INPUT FOR THIS TASK:
================================

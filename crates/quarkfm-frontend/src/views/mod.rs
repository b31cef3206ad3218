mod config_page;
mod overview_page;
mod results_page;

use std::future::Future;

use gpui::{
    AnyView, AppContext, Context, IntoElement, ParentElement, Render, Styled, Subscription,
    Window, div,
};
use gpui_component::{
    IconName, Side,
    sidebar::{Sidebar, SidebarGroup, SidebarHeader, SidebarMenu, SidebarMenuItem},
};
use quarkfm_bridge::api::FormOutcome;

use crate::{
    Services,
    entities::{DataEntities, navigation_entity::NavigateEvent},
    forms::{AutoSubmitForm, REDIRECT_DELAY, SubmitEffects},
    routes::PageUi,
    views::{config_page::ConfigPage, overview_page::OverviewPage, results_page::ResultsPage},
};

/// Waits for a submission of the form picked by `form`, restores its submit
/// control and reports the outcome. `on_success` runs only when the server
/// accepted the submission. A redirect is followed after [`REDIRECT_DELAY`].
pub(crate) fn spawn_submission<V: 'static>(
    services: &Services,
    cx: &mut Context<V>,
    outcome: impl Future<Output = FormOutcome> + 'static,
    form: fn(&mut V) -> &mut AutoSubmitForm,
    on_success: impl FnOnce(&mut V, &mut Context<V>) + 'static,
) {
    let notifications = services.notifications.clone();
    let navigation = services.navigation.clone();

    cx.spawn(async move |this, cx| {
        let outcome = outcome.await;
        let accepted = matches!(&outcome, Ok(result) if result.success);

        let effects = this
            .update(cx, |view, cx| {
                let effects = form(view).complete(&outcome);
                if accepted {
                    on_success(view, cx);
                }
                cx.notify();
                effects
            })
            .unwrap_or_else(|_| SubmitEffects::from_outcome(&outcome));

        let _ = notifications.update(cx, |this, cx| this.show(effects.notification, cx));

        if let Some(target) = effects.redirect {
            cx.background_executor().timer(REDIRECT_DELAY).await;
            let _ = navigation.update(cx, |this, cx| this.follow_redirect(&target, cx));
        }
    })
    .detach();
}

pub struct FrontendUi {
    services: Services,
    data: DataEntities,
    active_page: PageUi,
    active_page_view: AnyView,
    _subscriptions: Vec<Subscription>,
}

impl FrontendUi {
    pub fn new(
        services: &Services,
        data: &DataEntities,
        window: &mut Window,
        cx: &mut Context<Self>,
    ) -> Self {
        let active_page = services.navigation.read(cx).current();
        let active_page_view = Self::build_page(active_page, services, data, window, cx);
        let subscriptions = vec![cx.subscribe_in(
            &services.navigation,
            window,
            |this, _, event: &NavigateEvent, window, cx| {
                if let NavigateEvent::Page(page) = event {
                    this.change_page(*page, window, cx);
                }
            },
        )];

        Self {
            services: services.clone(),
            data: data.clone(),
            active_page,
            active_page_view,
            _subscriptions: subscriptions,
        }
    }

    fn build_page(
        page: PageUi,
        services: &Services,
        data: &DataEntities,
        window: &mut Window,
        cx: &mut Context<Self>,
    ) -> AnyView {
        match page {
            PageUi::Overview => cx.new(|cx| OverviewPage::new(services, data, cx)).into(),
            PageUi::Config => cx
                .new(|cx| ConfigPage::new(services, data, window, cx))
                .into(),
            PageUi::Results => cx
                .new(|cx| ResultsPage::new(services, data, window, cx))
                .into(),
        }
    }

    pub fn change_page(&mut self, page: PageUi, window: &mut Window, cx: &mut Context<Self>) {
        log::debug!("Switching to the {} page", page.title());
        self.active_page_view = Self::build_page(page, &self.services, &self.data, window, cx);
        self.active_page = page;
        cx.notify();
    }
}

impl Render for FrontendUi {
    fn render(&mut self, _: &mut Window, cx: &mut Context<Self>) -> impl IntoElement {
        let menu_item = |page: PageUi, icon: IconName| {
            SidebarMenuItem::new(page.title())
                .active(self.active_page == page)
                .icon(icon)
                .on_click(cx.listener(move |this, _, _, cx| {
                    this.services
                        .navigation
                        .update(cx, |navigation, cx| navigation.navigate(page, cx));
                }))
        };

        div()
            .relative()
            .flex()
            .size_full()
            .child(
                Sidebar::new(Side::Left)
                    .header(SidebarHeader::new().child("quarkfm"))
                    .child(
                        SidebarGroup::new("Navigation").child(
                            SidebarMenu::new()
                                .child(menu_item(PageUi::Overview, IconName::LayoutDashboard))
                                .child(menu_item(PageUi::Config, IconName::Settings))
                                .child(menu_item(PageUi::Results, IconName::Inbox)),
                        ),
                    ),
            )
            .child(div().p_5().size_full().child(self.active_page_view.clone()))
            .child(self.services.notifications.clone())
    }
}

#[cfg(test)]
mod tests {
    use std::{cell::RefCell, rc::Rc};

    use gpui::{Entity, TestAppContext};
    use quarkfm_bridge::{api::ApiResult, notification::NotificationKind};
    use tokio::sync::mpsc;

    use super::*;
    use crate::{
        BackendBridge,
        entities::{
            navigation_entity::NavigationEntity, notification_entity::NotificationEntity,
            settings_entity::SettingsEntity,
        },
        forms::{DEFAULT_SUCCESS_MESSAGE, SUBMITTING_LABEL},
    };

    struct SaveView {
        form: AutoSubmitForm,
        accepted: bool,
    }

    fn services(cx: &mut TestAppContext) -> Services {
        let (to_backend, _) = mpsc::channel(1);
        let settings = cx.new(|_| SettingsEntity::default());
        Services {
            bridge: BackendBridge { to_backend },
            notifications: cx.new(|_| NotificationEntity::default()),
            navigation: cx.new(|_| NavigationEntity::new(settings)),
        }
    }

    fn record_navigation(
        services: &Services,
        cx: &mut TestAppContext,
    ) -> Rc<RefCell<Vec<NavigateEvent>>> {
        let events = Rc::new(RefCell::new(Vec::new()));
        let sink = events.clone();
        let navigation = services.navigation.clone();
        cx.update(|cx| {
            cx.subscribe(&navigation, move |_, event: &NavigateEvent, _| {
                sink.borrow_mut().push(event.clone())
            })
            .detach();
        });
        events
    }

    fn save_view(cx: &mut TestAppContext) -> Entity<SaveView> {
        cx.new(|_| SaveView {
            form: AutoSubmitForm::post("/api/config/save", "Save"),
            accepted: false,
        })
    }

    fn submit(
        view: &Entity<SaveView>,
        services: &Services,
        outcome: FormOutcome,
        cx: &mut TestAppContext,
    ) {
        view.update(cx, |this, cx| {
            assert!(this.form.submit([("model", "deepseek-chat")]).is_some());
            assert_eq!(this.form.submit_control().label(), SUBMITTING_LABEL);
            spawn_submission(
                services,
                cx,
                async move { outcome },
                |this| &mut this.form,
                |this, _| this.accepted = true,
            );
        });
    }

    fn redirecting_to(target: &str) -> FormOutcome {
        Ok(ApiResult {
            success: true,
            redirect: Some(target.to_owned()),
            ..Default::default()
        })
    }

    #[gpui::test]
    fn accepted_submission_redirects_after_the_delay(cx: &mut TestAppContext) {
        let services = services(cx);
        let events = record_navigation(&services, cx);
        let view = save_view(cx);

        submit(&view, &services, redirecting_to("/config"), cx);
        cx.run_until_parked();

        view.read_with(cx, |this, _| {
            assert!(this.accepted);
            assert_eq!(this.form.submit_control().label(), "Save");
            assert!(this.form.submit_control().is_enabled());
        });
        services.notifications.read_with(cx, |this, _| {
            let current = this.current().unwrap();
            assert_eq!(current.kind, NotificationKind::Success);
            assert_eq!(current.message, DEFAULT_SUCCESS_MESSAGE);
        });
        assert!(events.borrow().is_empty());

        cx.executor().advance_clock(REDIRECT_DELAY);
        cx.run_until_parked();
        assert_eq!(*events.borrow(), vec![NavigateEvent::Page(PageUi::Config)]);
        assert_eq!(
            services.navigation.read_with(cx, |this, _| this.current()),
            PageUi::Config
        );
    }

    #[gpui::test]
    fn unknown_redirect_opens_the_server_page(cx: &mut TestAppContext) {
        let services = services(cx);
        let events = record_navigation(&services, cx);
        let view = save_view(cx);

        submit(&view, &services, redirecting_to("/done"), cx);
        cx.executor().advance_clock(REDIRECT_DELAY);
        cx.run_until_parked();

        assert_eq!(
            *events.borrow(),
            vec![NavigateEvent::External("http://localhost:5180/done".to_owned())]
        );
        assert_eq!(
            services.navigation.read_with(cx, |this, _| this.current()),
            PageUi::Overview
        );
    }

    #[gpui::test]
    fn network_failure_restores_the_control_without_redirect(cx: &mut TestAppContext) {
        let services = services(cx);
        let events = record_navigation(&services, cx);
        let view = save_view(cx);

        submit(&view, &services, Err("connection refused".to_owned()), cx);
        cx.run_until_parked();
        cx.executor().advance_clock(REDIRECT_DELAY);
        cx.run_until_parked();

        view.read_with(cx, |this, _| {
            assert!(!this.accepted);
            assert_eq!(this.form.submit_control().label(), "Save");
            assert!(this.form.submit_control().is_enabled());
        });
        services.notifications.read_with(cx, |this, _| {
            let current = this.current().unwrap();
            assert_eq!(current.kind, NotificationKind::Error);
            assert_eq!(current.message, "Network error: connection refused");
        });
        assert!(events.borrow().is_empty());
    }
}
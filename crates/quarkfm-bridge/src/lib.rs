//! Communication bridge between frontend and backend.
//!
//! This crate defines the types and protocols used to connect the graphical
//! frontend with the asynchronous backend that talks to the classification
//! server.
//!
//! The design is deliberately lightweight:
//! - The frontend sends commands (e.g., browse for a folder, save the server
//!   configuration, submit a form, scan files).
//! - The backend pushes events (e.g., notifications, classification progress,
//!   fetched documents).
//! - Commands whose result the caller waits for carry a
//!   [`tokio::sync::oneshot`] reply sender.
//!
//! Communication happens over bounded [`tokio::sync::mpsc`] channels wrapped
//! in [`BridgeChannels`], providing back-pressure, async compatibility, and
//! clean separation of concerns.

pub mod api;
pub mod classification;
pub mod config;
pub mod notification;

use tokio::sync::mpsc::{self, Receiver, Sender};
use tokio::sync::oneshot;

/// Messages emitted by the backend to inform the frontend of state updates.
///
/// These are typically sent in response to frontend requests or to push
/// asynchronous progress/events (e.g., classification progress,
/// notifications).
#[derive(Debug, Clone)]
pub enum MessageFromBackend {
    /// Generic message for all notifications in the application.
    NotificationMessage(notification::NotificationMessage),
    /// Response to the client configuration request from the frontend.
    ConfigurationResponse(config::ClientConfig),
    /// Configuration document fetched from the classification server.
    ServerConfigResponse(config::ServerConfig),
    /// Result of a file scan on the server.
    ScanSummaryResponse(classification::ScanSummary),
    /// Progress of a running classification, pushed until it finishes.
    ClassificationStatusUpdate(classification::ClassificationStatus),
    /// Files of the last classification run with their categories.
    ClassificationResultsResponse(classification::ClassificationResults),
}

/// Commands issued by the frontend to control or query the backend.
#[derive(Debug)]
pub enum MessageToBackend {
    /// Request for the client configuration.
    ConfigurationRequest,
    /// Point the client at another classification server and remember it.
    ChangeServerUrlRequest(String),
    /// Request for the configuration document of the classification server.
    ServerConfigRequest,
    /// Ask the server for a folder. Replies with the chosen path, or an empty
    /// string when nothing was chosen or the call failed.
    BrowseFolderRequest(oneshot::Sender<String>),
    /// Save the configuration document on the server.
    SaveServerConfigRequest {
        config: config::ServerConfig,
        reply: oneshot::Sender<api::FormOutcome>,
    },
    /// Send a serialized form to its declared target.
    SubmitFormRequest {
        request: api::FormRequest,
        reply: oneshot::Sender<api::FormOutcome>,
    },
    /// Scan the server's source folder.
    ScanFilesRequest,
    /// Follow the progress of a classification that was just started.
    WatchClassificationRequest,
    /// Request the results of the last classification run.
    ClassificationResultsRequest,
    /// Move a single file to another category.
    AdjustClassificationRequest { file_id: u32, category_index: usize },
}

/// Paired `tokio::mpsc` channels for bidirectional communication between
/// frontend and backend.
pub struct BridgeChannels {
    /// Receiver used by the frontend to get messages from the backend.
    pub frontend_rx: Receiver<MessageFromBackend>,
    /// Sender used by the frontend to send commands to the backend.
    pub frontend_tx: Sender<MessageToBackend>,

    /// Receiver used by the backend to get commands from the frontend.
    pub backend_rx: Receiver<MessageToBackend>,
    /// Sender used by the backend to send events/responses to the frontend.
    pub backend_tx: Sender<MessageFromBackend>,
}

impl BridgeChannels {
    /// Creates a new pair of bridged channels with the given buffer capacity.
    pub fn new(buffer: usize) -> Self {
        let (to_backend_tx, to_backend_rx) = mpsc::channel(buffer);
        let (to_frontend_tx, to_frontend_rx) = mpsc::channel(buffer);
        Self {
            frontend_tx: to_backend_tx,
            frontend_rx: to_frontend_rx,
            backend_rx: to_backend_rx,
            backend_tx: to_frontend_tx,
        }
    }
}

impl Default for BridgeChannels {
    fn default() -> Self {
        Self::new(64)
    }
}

================================

What you return must be the lines above that run from the line with "cx| navigation.navigate(page, cx));" to the line with "Sidebar::new(Side::Left)", inclusive, each copied exactly.

ANSWER SECTION:
                        .update(cx, |navigation, cx| navigation.navigate(page, cx));
                }))
        };

        div()
            .relative()
            .flex()
            .size_full()
            .child(
                Sidebar::new(Side::Left)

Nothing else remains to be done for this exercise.